7th February 1997 at 00:00
Can the superficially emollient tone of the annual report of the Man who Inspects Schools for the Queen - every paragraph seemingly starting with a positive thought before getting poleaxed with a vicious "But . . ." - have something to do with the general election?

Credence is given to this theory by the mention given to the nearness of the poll in Mr Woodhead's opening sentences. But, we hear you say, isn't his job safe whichever party wins the election? Didn't Labour leader Tony Blair assure David Frost of that during an astonishing New Year interview?

Well, yes. Or, rather, when asked the question Mr Blair replied "Absolutely" before tearing off into a rambling dissertation about Labour and standards which - read in cold print - could fairly be described as flannel.

This makes all the more plausible stories suggesting that Bambi's public tearing-up of Chris Woodhead's P45 was done off the cuff, rather than as a statement of established policy.

Why otherwise would he have subsequently apologised - as excellent sources suggest - to his education spokesman David Blunkett for his televised remarks? Said apology was, apparently, on the grounds that Mr Blunkett and his team had not been forewarned of the Woodhead Pledge.

The stoic Mr Blunkett has coped masterfully with frontbenchers' exercising of parental choice to pick grant-maintained schools for their offspring and not being informed about reversals of Labour policy on private school fees, but he must have been miffed about the Woodhead affair, although he has always gone out of his way to be even-handed about the controversial chief inspector. Interviewed on BBC Radio 4 this week, his praise was notably reserved for the inspectorate rather than its figurehead.

Charm offensive notwithstanding - Mr Woodhead has recently taken to wining and dining Labour notables in style - it is beginning to look as though he is repositioning himself to be acceptable to a new Government.

And that repositioning seems to include body language. Students of bizarre phenomena should check out his photograph at the start of his annual report in which Mr Woodhead - a strapping six-footer - appears to be drawing in his arms, head and shoulders a la Princess Di to cram himself into the small space left for the portrait. Most odd.

Another fascinating OFSTED tale reaches us from deepest Doncaster, where the natives are mystified by news that the inspectors will shortly descend on three local middle schools.

As one irate taxpayer noted, said schools are to close this year under reorganisation and the money might be better deployed elsewhere. "I am incensed that so much money is being spent on inspections which are a complete waste, " she fumed in a letter to Education and Employment Secretary Gillian Shephard.

Carborundum, smelling a rat, rang OFSTED to enquire. Surely some missing factor would explain this seemingly pointless inspection? And so our initial contact agreed.

The following day came the official explanation: "We have no choice but to inspect these schools. It's in the legislation, but I understand it is not going to be a full inspection."

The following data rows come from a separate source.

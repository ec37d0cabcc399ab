//! Command-line interface for mockshift.

use std::path::PathBuf;

use clap::{Parser, Subcommand};

use crate::MigrateOptions;

/// Exit codes.
pub const EXIT_SUCCESS: i32 = 0;
pub const EXIT_FAILED: i32 = 1;
pub const EXIT_ERROR: i32 = 2;

/// Rhino.Mocks to Moq test migration.
///
/// Mockshift rewrites C# unit tests from the record/replay style of
/// Rhino.Mocks to the fluent style of Moq, one source file at a time,
/// preserving the surrounding code and formatting. Constructs it cannot
/// translate are left unchanged and reported as warnings.
#[derive(Parser)]
#[command(name = "mockshift")]
#[command(author, version, about, long_about = None)]
pub struct Cli {
    #[command(subcommand)]
    pub command: Commands,
}

#[derive(Subcommand)]
pub enum Commands {
    /// Rewrite Rhino.Mocks test sources to Moq
    Migrate(MigrateArgs),
}

/// Arguments for the migrate command.
#[derive(Parser)]
pub struct MigrateArgs {
    /// Path to migrate (file or directory of projects)
    pub path: PathBuf,

    /// Report what would change without writing any file
    #[arg(long)]
    pub dry_run: bool,

    /// Output format: text or json
    #[arg(short, long, default_value = "text")]
    pub format: String,

    /// Suppress progress and warnings on stderr
    #[arg(short, long)]
    pub quiet: bool,
}

/// Run the migrate command.
pub fn run_migrate(args: &MigrateArgs) -> anyhow::Result<i32> {
    if args.format != "text" && args.format != "json" {
        eprintln!(
            "Error: invalid format {:?}, must be 'text' or 'json'",
            args.format
        );
        return Ok(EXIT_ERROR);
    }

    let summary = crate::migrate(
        &args.path,
        &MigrateOptions {
            dry_run: args.dry_run,
            quiet: args.quiet || args.format == "json",
        },
    )?;

    if args.format == "json" {
        println!("{}", summary.render_json()?);
    } else {
        print!("{}", summary.render_text());
    }

    Ok(if summary.has_failures() {
        EXIT_FAILED
    } else {
        EXIT_SUCCESS
    })
}
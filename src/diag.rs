//! Diagnostics channel.
//!
//! Warnings are advisory: a pass that cannot complete a local transform
//! reports here and leaves the code alone, and nothing downstream changes
//! behavior based on what was reported. Entries are collected in memory
//! for the run summary and mirrored to stderr as they happen.

use std::sync::Mutex;

use colored::Colorize;
use serde::Serialize;

#[derive(Debug, Clone, PartialEq, Eq, Serialize)]
pub struct Diagnostic {
    pub file: String,
    /// 0-based source line.
    pub line: u32,
    pub message: String,
}

#[derive(Debug, Default)]
pub struct DiagnosticSink {
    quiet: bool,
    entries: Mutex<Vec<Diagnostic>>,
}

impl DiagnosticSink {
    pub fn new(quiet: bool) -> DiagnosticSink {
        DiagnosticSink {
            quiet,
            entries: Mutex::new(Vec::new()),
        }
    }

    pub fn warn(&self, file: &str, line: u32, message: impl Into<String>) {
        let diag = Diagnostic {
            file: file.to_string(),
            line,
            message: message.into(),
        };
        if !self.quiet {
            eprintln!(
                "{} {}:{}: {}",
                "warning:".yellow().bold(),
                diag.file,
                diag.line,
                diag.message
            );
        }
        self.entries.lock().expect("sink poisoned").push(diag);
    }

    /// Progress line, one per file processed.
    pub fn info(&self, message: &str) {
        if !self.quiet {
            eprintln!("{}", message.dimmed());
        }
    }

    pub fn len(&self) -> usize {
        self.entries.lock().expect("sink poisoned").len()
    }

    pub fn is_empty(&self) -> bool {
        self.len() == 0
    }

    pub fn entries(&self) -> Vec<Diagnostic> {
        self.entries.lock().expect("sink poisoned").clone()
    }
}

#[cfg(test)]
mod tests {
    use super::*;

    #[test]
    fn test_entries_are_collected_in_order() {
        let sink = DiagnosticSink::new(true);
        sink.warn("a.cs", 3, "first");
        sink.warn("b.cs", 0, "second");
        let entries = sink.entries();
        assert_eq!(entries.len(), 2);
        assert_eq!(entries[0].message, "first");
        assert_eq!(entries[1].line, 0);
    }
}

So, er, exactly who or what decrees that these schools have to be inspected now? "They're on the list."

And who makes the list? "We do."

Perhaps it's something in the water in deepest Northamptonshire, but pupils there seem disturbingly keen on the idea of spending their spare time marching around in big boots and scratchy khaki. And that's just the girls.

Twenty years ago, Chris Lowe - the current head of Prince William School in Oundle - decided it would be a jolly wheeze to set up an army cadet force for pupils.

The first Friday night saw a gratifyingly large turnout. Including three girls, who were less than impressed to be told that being as the cadets were an adjunct to the Army, it was boys-only. "But this is a comprehensive school, " they pointed out.

Mr Lowe continues: "The next Friday, they turned up in khaki uniforms they had made themselves. I wrote to the Army and asked what I should do about it.

"A well-meaning brigadier decided that as an experiment, we could have girls in the cadet force. That was 20 years ago, and as far as I know, we are still an experiment."

Storming the bastions was only the start of the story for the intrepid three. "At one point there were 12 girls and 70 boys, and one of these girls was the sergeant-major. The sight of her marching those boys around was absolutely wonderful . . . used to mystify foreigners, though.

"She was our first scholar at Oxford. She was a real little martinet," mused Mr Lowe, adding reflectively: "She's in a nunnery now."